DM2023: Ireland

  • 28 Apr 2023

Delegates voted on motions about bogus self-employment, using money saved by zero-rated VAT on newspapers to support journalists, and to back the recommendations of the High Level Working Group on Collective Bargaining.

Conference supported motions calling for a campaign for stronger legislation on bogus self-employment in Ireland and for the Irish Executive Council (IEC) to lobby for the savings made from the new zero-rated VAT on newspapers to be invested in editorial resources.

The IEC’s motion welcomed the significant strides made by the Irish public service broadcaster, RTÉ, in tackling the issue of bogus self-employment, but said this scourge remains, and has adverse consequences in terms of promotion and opportunities particularly for women workers in receipt of maternity allowances and those with carers allowances.

Following pressure from the NUJ, the law company Eversheds carried out a review of RTÉ and its 2018 report found that up to 157 of its employees could have been wrongly classified as self-employed, missing out on a range of benefits as a result.

Conference heard from Éanna Ó Caollaí, one of those who was affected, and Cearbhall Ó Síocháin  (pictured), for the IEC, said: “While the reveiw went a long way to deal with the problem, there are still many people who have not been compensated for the period they were denied benefits, including holiday pay, and it has been a political failure to address this, together with the serious gender bias entwined in what occurred.
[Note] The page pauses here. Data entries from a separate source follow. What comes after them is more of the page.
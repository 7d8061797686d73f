//! FILENAME: app/src/api_types.rs
// PURPOSE: Shared type definitions for the JSON API.
// CONTEXT: All structs use camelCase serialization for JavaScript interoperability.

use crate::wizard::WizardStep;
use engine::{FilterColumn, Record, RemovedRow, Value};
use serde::{Deserialize, Serialize};

// ============================================================================
// CHART CONFIGURATION (produced by the assistant, passed through untouched)
// ============================================================================

/// The chart kinds the frontend knows how to draw.
#[derive(Debug, Clone, Copy, PartialEq, Eq, Serialize, Deserialize)]
#[serde(rename_all = "lowercase")]
pub enum ChartType {
    Bar,
    Line,
    Pie,
    Area,
    Scatter,
}

/// One chart on the dashboard. The backend never validates or reinterprets
/// these fields; it only relays them alongside the filtered dataset.
#[derive(Debug, Clone, PartialEq, Serialize, Deserialize)]
#[serde(rename_all = "camelCase")]
pub struct ChartConfig {
    pub title: String,
    pub chart_type: ChartType,
    /// Column used for the category/x axis.
    pub data_key: String,
    /// Numeric columns plotted against the category axis.
    pub value_keys: Vec<String>,
    #[serde(default)]
    pub description: String,
}

// ============================================================================
// REVIEW DATA
// ============================================================================

/// A removed row as shown in the review list.
#[derive(Debug, Clone, Serialize, Deserialize)]
#[serde(rename_all = "camelCase")]
pub struct RemovedRowData {
    pub id: u64,
    pub original_row: Record,
    pub reason: String,
}

impl From<&RemovedRow> for RemovedRowData {
    fn from(row: &RemovedRow) -> Self {
        RemovedRowData {
            id: row.id,
            original_row: row.original_row.clone(),
            reason: row.reason.clone(),
        }
    }
}

/// Snapshot of the review screen for the current cleaning run.
#[derive(Debug, Clone, Serialize)]
#[serde(rename_all = "camelCase")]
pub struct ReviewState {
    pub columns: Vec<String>,
    pub removed_rows: Vec<RemovedRowData>,
    pub cleaned_count: usize,
    pub removed_count: usize,
    pub total_rows: usize,
    pub can_undo: bool,
    pub can_redo: bool,
    #[serde(skip_serializing_if = "Option::is_none")]
    pub summary: Option<String>,
    #[serde(skip_serializing_if = "Option::is_none")]
    pub run_id: Option<String>,
    #[serde(skip_serializing_if = "Option::is_none")]
    pub completed_at: Option<String>,
}

// ============================================================================
// COMMAND PARAMETERS
// ============================================================================

/// Cleaning mode: "auto" runs with built-in instructions, "custom" requires
/// user-entered instruction text.
#[derive(Debug, Clone, Copy, PartialEq, Eq, Default, Serialize, Deserialize)]
#[serde(rename_all = "lowercase")]
pub enum CleanMode {
    #[default]
    Auto,
    Custom,
}

#[derive(Debug, Clone, Deserialize)]
#[serde(rename_all = "camelCase")]
pub struct CleanParams {
    #[serde(default)]
    pub mode: CleanMode,
    #[serde(default)]
    pub instructions: String,
}

#[derive(Debug, Clone, Deserialize)]
#[serde(rename_all = "camelCase")]
pub struct RestoreParams {
    /// Durable id of the removed row, as handed out in `RemovedRowData`.
    pub id: u64,
}

#[derive(Debug, Clone, Deserialize)]
#[serde(rename_all = "camelCase")]
pub struct SetFilterParams {
    pub column: String,
    /// Selected values; an empty list clears the filter on this column.
    #[serde(default)]
    pub values: Vec<Value>,
}

#[derive(Debug, Clone, Deserialize)]
#[serde(rename_all = "camelCase")]
pub struct PageQuery {
    pub page: Option<usize>,
}

#[derive(Debug, Clone, Deserialize)]
#[serde(rename_all = "camelCase")]
pub struct DashboardParams {
    #[serde(default)]
    pub instructions: String,
}

// ============================================================================
// COMMAND RESULTS
// ============================================================================

#[derive(Debug, Clone, Serialize)]
#[serde(rename_all = "camelCase")]
pub struct UploadResult {
    pub success: bool,
    #[serde(skip_serializing_if = "Option::is_none")]
    pub error: Option<String>,
    #[serde(skip_serializing_if = "Option::is_none")]
    pub file_name: Option<String>,
    /// Data rows in the normalized upload (header row excluded).
    pub row_count: usize,
    pub step: WizardStep,
}

/// Result of a cleaning request, and of review-state queries.
#[derive(Debug, Clone, Serialize)]
#[serde(rename_all = "camelCase")]
pub struct ReviewResult {
    pub success: bool,
    #[serde(skip_serializing_if = "Option::is_none")]
    pub error: Option<String>,
    #[serde(skip_serializing_if = "Option::is_none")]
    pub review: Option<ReviewState>,
}

/// Result of a history mutation (restore, undo, redo).
#[derive(Debug, Clone, Serialize)]
#[serde(rename_all = "camelCase")]
pub struct EditResult {
    /// Whether the operation changed anything. An undo with nothing to undo
    /// reports `false` here without being an error.
    pub success: bool,
    #[serde(skip_serializing_if = "Option::is_none")]
    pub error: Option<String>,
    pub can_undo: bool,
    pub can_redo: bool,
    pub cleaned_count: usize,
    pub removed_count: usize,
}

#[derive(Debug, Clone, Serialize)]
#[serde(rename_all = "camelCase")]
pub struct FilterOptionsResult {
    pub success: bool,
    /// Columns offered as filters, each with its sorted value domain.
    pub columns: Vec<FilterColumn>,
}

/// One page of the filtered view.
#[derive(Debug, Clone, Serialize)]
#[serde(rename_all = "camelCase")]
pub struct TableViewResult {
    pub success: bool,
    #[serde(skip_serializing_if = "Option::is_none")]
    pub error: Option<String>,
    pub columns: Vec<String>,
    pub rows: Vec<Record>,
    pub page_index: usize,
    pub page_count: usize,
    pub page_size: usize,
    pub total_rows: usize,
}

#[derive(Debug, Clone, Serialize)]
#[serde(rename_all = "camelCase")]
pub struct DashboardResult {
    pub success: bool,
    #[serde(skip_serializing_if = "Option::is_none")]
    pub error: Option<String>,
    pub charts: Vec<ChartConfig>,
    pub columns: Vec<String>,
    /// The filtered (not base) dataset the charts should be drawn from.
    pub rows: Vec<Record>,
}

#[derive(Debug, Clone, Serialize)]
#[serde(rename_all = "camelCase")]
pub struct ExportResult {
    pub success: bool,
    #[serde(skip_serializing_if = "Option::is_none")]
    pub error: Option<String>,
    #[serde(skip_serializing_if = "Option::is_none")]
    pub file_name: Option<String>,
    /// Comma-delimited text, header row first.
    #[serde(skip_serializing_if = "Option::is_none")]
    pub content: Option<String>,
}

#[derive(Debug, Clone, Serialize)]
#[serde(rename_all = "camelCase")]
pub struct StepResult {
    pub success: bool,
    #[serde(skip_serializing_if = "Option::is_none")]
    pub error: Option<String>,
    pub step: WizardStep,
}
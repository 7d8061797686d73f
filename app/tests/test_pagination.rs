//! FILENAME: tests/test_pagination.rs
//! Integration tests for the paginated table view.

mod common;

use app_lib::{clean_commands, filter_commands};
use common::TestHarness;

fn harness_with_rows(rows: usize) -> TestHarness {
    let harness = TestHarness::with_upload();
    clean_commands::commit_clean(&harness.state, common::outcome_with_rows(rows));
    harness
}

#[test]
fn test_25_rows_make_three_pages_of_10() {
    let harness = harness_with_rows(25);

    let page0 = filter_commands::table_view(&harness.state, None);
    assert_eq!(page0.page_count, 3);
    assert_eq!(page0.page_size, 10);
    assert_eq!(page0.rows.len(), 10);
    assert_eq!(page0.total_rows, 25);

    let page2 = filter_commands::table_view(&harness.state, Some(2));
    assert_eq!(page2.rows.len(), 5);
    assert_eq!(page2.page_index, 2);
}

#[test]
fn test_next_clamps_at_the_last_page() {
    let harness = harness_with_rows(25);

    filter_commands::table_view(&harness.state, Some(2));
    let view = filter_commands::next_page(&harness.state);
    assert_eq!(view.page_index, 2);
    assert_eq!(view.rows.len(), 5);
}

#[test]
fn test_previous_clamps_at_page_zero() {
    let harness = harness_with_rows(25);

    let view = filter_commands::previous_page(&harness.state);
    assert_eq!(view.page_index, 0);
    assert_eq!(view.rows.len(), 10);
}

#[test]
fn test_direct_page_jumps_are_clamped() {
    let harness = harness_with_rows(25);
    let view = filter_commands::table_view(&harness.state, Some(99));
    assert_eq!(view.page_index, 2);
}

#[test]
fn test_pages_hold_the_expected_rows() {
    let harness = harness_with_rows(25);
    let page1 = filter_commands::table_view(&harness.state, Some(1));
    assert_eq!(
        page1.rows[0].get("item"),
        Some(&common::text("item-010"))
    );
    assert_eq!(
        page1.rows[9].get("item"),
        Some(&common::text("item-019"))
    );
}

#[test]
fn test_empty_dataset_renders_zero_rows_without_error() {
    let harness = TestHarness::new();
    let view = filter_commands::table_view(&harness.state, None);
    assert!(view.success);
    assert!(view.rows.is_empty());
    assert_eq!(view.page_count, 0);
    assert_eq!(view.page_index, 0);
}

#[test]
fn test_restore_resets_to_the_first_page() {
    let harness = TestHarness::with_upload();
    let mut outcome = common::outcome_with_rows(25);
    outcome.removed.push((
        common::record(&[("item", common::text("item-bad"))]),
        "malformed".to_string(),
    ));
    clean_commands::commit_clean(&harness.state, outcome);

    filter_commands::table_view(&harness.state, Some(2));
    clean_commands::restore_row(&harness.state, 1);

    let view = filter_commands::table_view(&harness.state, None);
    assert_eq!(view.page_index, 0);
    assert_eq!(view.total_rows, 26);
}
We now need legislation to put it right.”

The IEC has been given the task of working with the Irish Congress of Trade Unions to campaign for stronger legislation to end bogus self-employment and pursue compensation for those who have been found to be wrongly categorised as self-employed.

Since January 2023, newspapers and news periodicals, including digital editions, have been subject to a zero VAT rate, instead of the 9 per cent previously, a move welcomed by the industry. A motion by Dublin branch said these savings should be used to directly fund journalism, and the IEC will now be campaigning for the tax break savings to be invested in editorial and journalists’ training.

Jim Aughney from Dublin said pressure from the NUJ and newspaper had lobbied for the VAT rate change, but the union now feared it was going into the companies’ pockets and not used to stem the decline in the press, such as the 56 voluntary redundancies called for by Mediahuis, which owns the Independent newspapers group.

The Irish Executive Council’s Siobhan Holliman  said the savings were worth €39m, but so far journalists hadn’t seen much of it. “The NUJ needs to ask the newspaper organisations hard questions about what is happening to this money,” she said.

The union agreed to back the recommendations of the High Level Working Group on Collective Bargaining, chaired by Professor Michael Doherty, which would put in legislation the right of unions to engage in collective bargaining with their employers.

 Ian McGuiness, speaking on the behalf of if the Irish Executive Council, and supported by Nóra Geraghty, Dublin branch,  said: “In Ireland while it is legal to be a member of a trade union, there was no right on collective bargaining and the NUJ has campaigned for this in the face of many hostile employers such as Iconic Newspapers. We need to make sure that none of the recommendations are watered down and there will be punitive fines for employers who do not comply.”

Judy Murphy, West of Ireland branch, said changes in technology meant that journalists needed to update their skills, but there is a dearth of opportunity in the newspaper sector. She said independent broadcasters had access to training via the government-funded Skillsnet Ireland and the motion called on the Irish Executive Council to pursue opportunities for other sectors. Fran McNulty, of the NEC, said most

journalists needed to work in multi-media and were expected to record events, so the union needed to tap into agencies such as Skillsnet to provide professional development.